Another model for understanding genera like Gazania might be found in Vavilov’s theory of homologous variation, which is closely related to Nabokov’s concept of homopsis. A complex that has diversified only since the Pleistocene is likely to consist of populations with similar functioning genes that determine the morphology and physiology of individual plants. This is quite apart from the fine variations in the four non-coding chloroplast sequences and two nuclear spacers used in Howis’ study. The model predicts that similar traits of morphology and physiology would appear repeatedly in response to the appropriate environmental conditions. Homopsis is a type of homoplasy in which the phenotypic similarities are due to underlying genetic similarity, instead of being due to convergence from more diverse ancestors; this would be the case with the stoloniferous ‘rigens’ forms of Gazania that do not form a genetically coherent entity since natural selection has shaped them from the same gene pool as the rest of the complex.
The many forms of Gazania introduced to Australia, and now feral here, are all within the K-R complex. For practical purposes such as gardening books and legal declaration as weeds, a Latin binomial may be demanded. There are three possibilities:
- refer simply to the genus Gazania. As none of the seven distinct species are naturalised here, in practice this would mean the K-R complex.
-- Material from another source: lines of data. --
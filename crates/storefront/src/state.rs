//! Application state shared across handlers.

use std::sync::Arc;

use crate::api::{ApiClient, ApiError};
use crate::cart::CartLocks;
use crate::config::StorefrontConfig;

/// Application state shared across all handlers.
///
/// This struct is cheaply cloneable via `Arc` and provides access to
/// the API client, the cart lock table and configuration.
#[derive(Clone)]
pub struct AppState {
    inner: Arc<AppStateInner>,
}

struct AppStateInner {
    config: StorefrontConfig,
    api: ApiClient,
    cart_locks: CartLocks,
}

impl AppState {
    /// Create a new application state.
    ///
    /// # Errors
    ///
    /// Returns an error if the API client cannot be constructed.
    pub fn new(config: StorefrontConfig) -> Result<Self, ApiError> {
        let api = ApiClient::new(&config.api)?;

        Ok(Self {
            inner: Arc::new(AppStateInner {
                config,
                api,
                cart_locks: CartLocks::default(),
            }),
        })
    }

    /// Get a reference to the storefront configuration.
    #[must_use]
    pub fn config(&self) -> &StorefrontConfig {
        &self.inner.config
    }

    /// Get a reference to the Glemora API client.
    #[must_use]
    pub fn api(&self) -> &ApiClient {
        &self.inner.api
    }

    /// Get a reference to the per-session cart locks.
    #[must_use]
    pub fn cart_locks(&self) -> &CartLocks {
        &self.inner.cart_locks
    }
}
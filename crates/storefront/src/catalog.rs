//! Product catalog loading and client-side derivation.
//!
//! The whole catalog is fetched once per page view and filtered/sorted in
//! memory; there is no server-side search or pagination.

use std::cmp::{Ordering, Reverse};
use std::str::FromStr;

use feruca::Collator;
use glemora_core::{Category, CategoryId, Product};
use rust_decimal::Decimal;
use tracing::instrument;

use crate::api::{ApiClient, ApiError};

/// Default upper bound of the price filter.
pub const DEFAULT_MAX_PRICE: Decimal = Decimal::from_parts(200_000, 0, 0, false, 0);

// =============================================================================
// Filter Parameters
// =============================================================================

/// Sort order for the product grid.
#[derive(Debug, Clone, Copy, Default, PartialEq, Eq, Hash)]
pub enum SortKey {
    /// Keep the catalog order.
    #[default]
    Default,
    PriceAsc,
    PriceDesc,
    NameAsc,
    NameDesc,
}

impl SortKey {
    /// All options in the order they appear in the sort menu.
    pub const ALL: [Self; 5] = [
        Self::Default,
        Self::PriceAsc,
        Self::PriceDesc,
        Self::NameAsc,
        Self::NameDesc,
    ];

    /// Query-string value.
    #[must_use]
    pub const fn as_str(self) -> &'static str {
        match self {
            Self::Default => "default",
            Self::PriceAsc => "priceAsc",
            Self::PriceDesc => "priceDesc",
            Self::NameAsc => "nameAsc",
            Self::NameDesc => "nameDesc",
        }
    }

    /// Human-readable label for the sort menu.
    #[must_use]
    pub const fn label(self) -> &'static str {
        match self {
            Self::Default => "Sort By",
            Self::PriceAsc => "Price: Low to High",
            Self::PriceDesc => "Price: High to Low",
            Self::NameAsc => "Name: A to Z",
            Self::NameDesc => "Name: Z to A",
        }
    }

    /// Sort `products` in place. Every ordering is stable.
    pub fn apply(self, products: &mut [Product]) {
        match self {
            Self::Default => {}
            Self::PriceAsc => products.sort_by_key(|p| p.price),
            Self::PriceDesc => products.sort_by_key(|p| Reverse(p.price)),
            Self::NameAsc => sort_by_name(products, Ordering::Less),
            Self::NameDesc => sort_by_name(products, Ordering::Greater),
        }
    }
}

/// Stable name sort under the Unicode collation algorithm, with code-point
/// order as the tie break. `first` is what "a before b" maps to.
fn sort_by_name(products: &mut [Product], first: Ordering) {
    let mut collator = Collator::default();
    products.sort_by(|a, b| {
        let order = collator
            .collate(a.name.as_str(), b.name.as_str())
            .then_with(|| a.name.cmp(&b.name));
        if first == Ordering::Less {
            order
        } else {
            order.reverse()
        }
    });
}

impl FromStr for SortKey {
    type Err = std::convert::Infallible;

    /// Unrecognized values fall back to [`SortKey::Default`].
    fn from_str(s: &str) -> Result<Self, Self::Err> {
        Ok(Self::ALL
            .into_iter()
            .find(|k| k.as_str() == s)
            .unwrap_or_default())
    }
}

/// Inclusive price bounds.
#[derive(Debug, Clone, Copy, PartialEq, Eq)]
pub struct PriceRange {
    pub min: Decimal,
    pub max: Decimal,
}

impl PriceRange {
    #[must_use]
    pub const fn new(min: Decimal, max: Decimal) -> Self {
        Self { min, max }
    }

    /// Whether `price` lies within `[min, max]`.
    #[must_use]
    pub fn contains(&self, price: Decimal) -> bool {
        self.min <= price && price <= self.max
    }
}

impl Default for PriceRange {
    fn default() -> Self {
        Self::new(Decimal::ZERO, DEFAULT_MAX_PRICE)
    }
}

/// Search, filter and sort parameters for the product grid.
#[derive(Debug, Clone, Default, PartialEq, Eq)]
pub struct CatalogFilter {
    /// Case-insensitive substring matched against product names.
    pub search: String,
    /// Selected categories; empty selects all.
    pub categories: Vec<CategoryId>,
    pub price_range: PriceRange,
    pub sort: SortKey,
}

impl CatalogFilter {
    /// Build a filter from decoded query-string pairs.
    ///
    /// Recognized keys: `q`, `category` (repeatable or comma-separated),
    /// `min`, `max`, `sort`. Unparseable values are ignored. The search term
    /// is kept verbatim; only numeric and key values are trimmed.
    #[must_use]
    pub fn from_query_pairs<K, V>(pairs: impl IntoIterator<Item = (K, V)>) -> Self
    where
        K: AsRef<str>,
        V: AsRef<str>,
    {
        let mut filter = Self::default();

        for (key, value) in pairs {
            let raw = value.as_ref();
            let value = raw.trim();
            match key.as_ref() {
                "q" => raw.clone_into(&mut filter.search),
                "category" => {
                    for id in value.split(',').filter_map(|s| s.trim().parse().ok()) {
                        if !filter.categories.contains(&id) {
                            filter.categories.push(id);
                        }
                    }
                }
                "min" => {
                    if let Ok(min) = value.parse() {
                        filter.price_range.min = min;
                    }
                }
                "max" => {
                    if let Ok(max) = value.parse() {
                        filter.price_range.max = max;
                    }
                }
                "sort" => {
                    let Ok(sort) = value.parse();
                    filter.sort = sort;
                }
                _ => {}
            }
        }

        filter
    }

    /// Whether `product` passes the search, category and price predicates.
    #[must_use]
    pub fn matches(&self, product: &Product) -> bool {
        let matches_search = product
            .name
            .to_lowercase()
            .contains(&self.search.to_lowercase());
        let matches_category = self.categories.is_empty()
            || product
                .category_id()
                .is_some_and(|id| self.categories.contains(&id));
        let matches_price = self.price_range.contains(product.price);

        matches_search && matches_category && matches_price
    }

    /// Whether `id` is currently selected.
    #[must_use]
    pub fn is_selected(&self, id: CategoryId) -> bool {
        self.categories.contains(&id)
    }
}

/// Select `id` if it is not selected, deselect it otherwise.
pub fn toggle_category(selected: &mut Vec<CategoryId>, id: CategoryId) {
    if let Some(index) = selected.iter().position(|c| *c == id) {
        selected.remove(index);
    } else {
        selected.push(id);
    }
}

/// Filter and sort `products` without touching the input.
#[must_use]
pub fn derive_view(products: &[Product], filter: &CatalogFilter) -> Vec<Product> {
    let mut view: Vec<Product> = products
        .iter()
        .filter(|p| filter.matches(p))
        .cloned()
        .collect();
    filter.sort.apply(&mut view);
    view
}

// =============================================================================
// Loaded Catalog
// =============================================================================

/// Products and categories held in memory for one page view.
#[derive(Debug, Clone, Default)]
pub struct ProductCatalog {
    products: Vec<Product>,
    categories: Vec<Category>,
}

impl ProductCatalog {
    #[must_use]
    pub const fn new(products: Vec<Product>, categories: Vec<Category>) -> Self {
        Self {
            products,
            categories,
        }
    }

    /// Fetch products and categories from the API.
    ///
    /// # Errors
    ///
    /// Returns an error if either listing cannot be fetched; no partial
    /// catalog is produced.
    #[instrument(skip(api))]
    pub async fn load(api: &ApiClient) -> Result<Self, ApiError> {
        let (products, categories) = api.get_catalog().await?;
        Ok(Self::new(products, categories))
    }

    #[must_use]
    pub fn products(&self) -> &[Product] {
        &self.products
    }

    #[must_use]
    pub fn categories(&self) -> &[Category] {
        &self.categories
    }

    /// The filtered, sorted product grid.
    #[must_use]
    pub fn view(&self, filter: &CatalogFilter) -> Vec<Product> {
        derive_view(&self.products, filter)
    }
}
//! Status command implementation

use colored::Colorize;

use crate::cli::GlobalOptions;
use crate::config::Config;
use crate::error::Result;

/// Run the status command to display configuration status
pub fn run(opts: &GlobalOptions) -> Result<()> {
    println!("{}\n", "cirrusop Configuration Status".bold());

    let config_path = Config::resolve_path(opts.config_ref())?;

    let config = match Config::load_from(config_path.clone()) {
        Ok(config) => config,
        Err(_) => {
            println!("{} Configuration not found", "✗".red());
            println!();
            println!(
                "Run {} to create a configuration file.",
                "cirrusop init".cyan()
            );
            println!();
            return Ok(());
        }
    };

    println!("Config file: {}", config_path.display().to_string().cyan());
    println!();

    if config.validate_auth().is_ok() {
        println!("{} API token configured", "✓".green());
    } else {
        println!("{} API token not configured", "✗".red());
        println!("  → Run 'cirrusop init' to configure");
    }

    match opts.org_ref().or(config.organization.as_deref()) {
        Some(org) => println!("{} Default organization: {}", "✓".green(), org),
        None => {
            println!("{} No default organization set", "○".dimmed());
            println!("  → Run 'cirrusop org set <ORGANIZATION>' to set one");
        }
    }

    // Only show hosts when customized
    if let Some(host) = opts.api_host_ref().or(config.api_host.as_deref()) {
        println!("{} Custom API host: {}", "○".dimmed(), host.cyan());
    }
    if let Some(ref host) = config.web_host {
        println!("{} Custom web host: {}", "○".dimmed(), host.cyan());
    }

    println!(
        "{} Page size: {}",
        "○".dimmed(),
        config.preferences.page_size
    );
    println!();

    Ok(())
}
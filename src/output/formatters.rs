//! Reusable formatting utilities for CLI output
//!
//! Timestamps from the API are Unix epoch milliseconds; durations are seconds.

use std::borrow::Cow;

use chrono::{DateTime, Local};

/// Format epoch milliseconds as a local date/time string.
///
/// Returns "N/A" if the timestamp is missing, zero or out of range.
///
/// # Example output
/// `01/15/2025 14:30 PST`
pub fn format_timestamp_local(millis: Option<i64>) -> String {
    let Some(millis) = millis.filter(|m| *m != 0) else {
        return "N/A".to_string();
    };

    match DateTime::from_timestamp_millis(millis) {
        Some(dt) => {
            let local = dt.with_timezone(&Local);
            let tz = offset_to_tz_abbrev(local.offset().local_minus_utc());
            format!("{} {}", local.format("%m/%d/%Y %H:%M"), tz)
        }
        None => "N/A".to_string(),
    }
}

/// Convert a UTC offset (seconds) to a timezone abbreviation.
///
/// Uncommon offsets fall back to `UTC+N`.
pub fn offset_to_tz_abbrev(offset_secs: i32) -> Cow<'static, str> {
    let abbrev = match offset_secs / 3600 {
        -10 => "HST",
        -9 => "AKST",
        -8 => "PST",
        -7 => "MST",
        -6 => "CST",
        -5 => "EST",
        -4 => "AST",
        -3 => "ART",
        0 => "UTC",
        1 => "CET",
        2 => "EET",
        3 => "MSK",
        9 => "JST",
        10 => "AEST",
        12 => "NZST",
        hours => return Cow::Owned(format!("UTC{:+}", hours)),
    };
    Cow::Borrowed(abbrev)
}

/// Format a duration in seconds.
///
/// # Example output
/// - `2h 15m 30s`
/// - `5m 10s`
/// - `45s`
pub fn format_duration(seconds: Option<i64>) -> String {
    let Some(secs) = seconds.filter(|s| *s > 0) else {
        return "N/A".to_string();
    };

    let hours = secs / 3600;
    let mins = (secs % 3600) / 60;
    let secs = secs % 60;

    if hours > 0 {
        format!("{}h {}m {}s", hours, mins, secs)
    } else if mins > 0 {
        format!("{}m {}s", mins, secs)
    } else {
        format!("{}s", secs)
    }
}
- use the name Gazania rigens (L.)Gaertn. to signify the whole K-R complex. This species epithet has priority under the Code, having been published as Gorteria rigens L. in 1763.
- separate G. rigens out as the name of the stoloniferous forms that have been planted for sand stabilisation on our coasts. The earliest valid name for the residue of the K-R complex would then be Gazania rigida (Burm.f.)Roessler. This would be similar to the treatment in the 1986 Flora of South Australia, but with G. rigida replacing the later synonym G. linearis.
Howis, S. (2007) A taxonomic revision of the southern African endemic genus Gazania (Asteraceae) based on morphometric, genetic and phylogeographic data. Ph.D thesis, Rhodes University Botany Department. 293 pp.
Howis, S., Barker N.P. & Mucina, L. (2009) Globally grown, but poorly known: species limits and biogeography of Gazania Gaertn. (Asteraceae) inferred from chloroplast and nuclear DNA sequence data. Taxon 58(3): 871–882.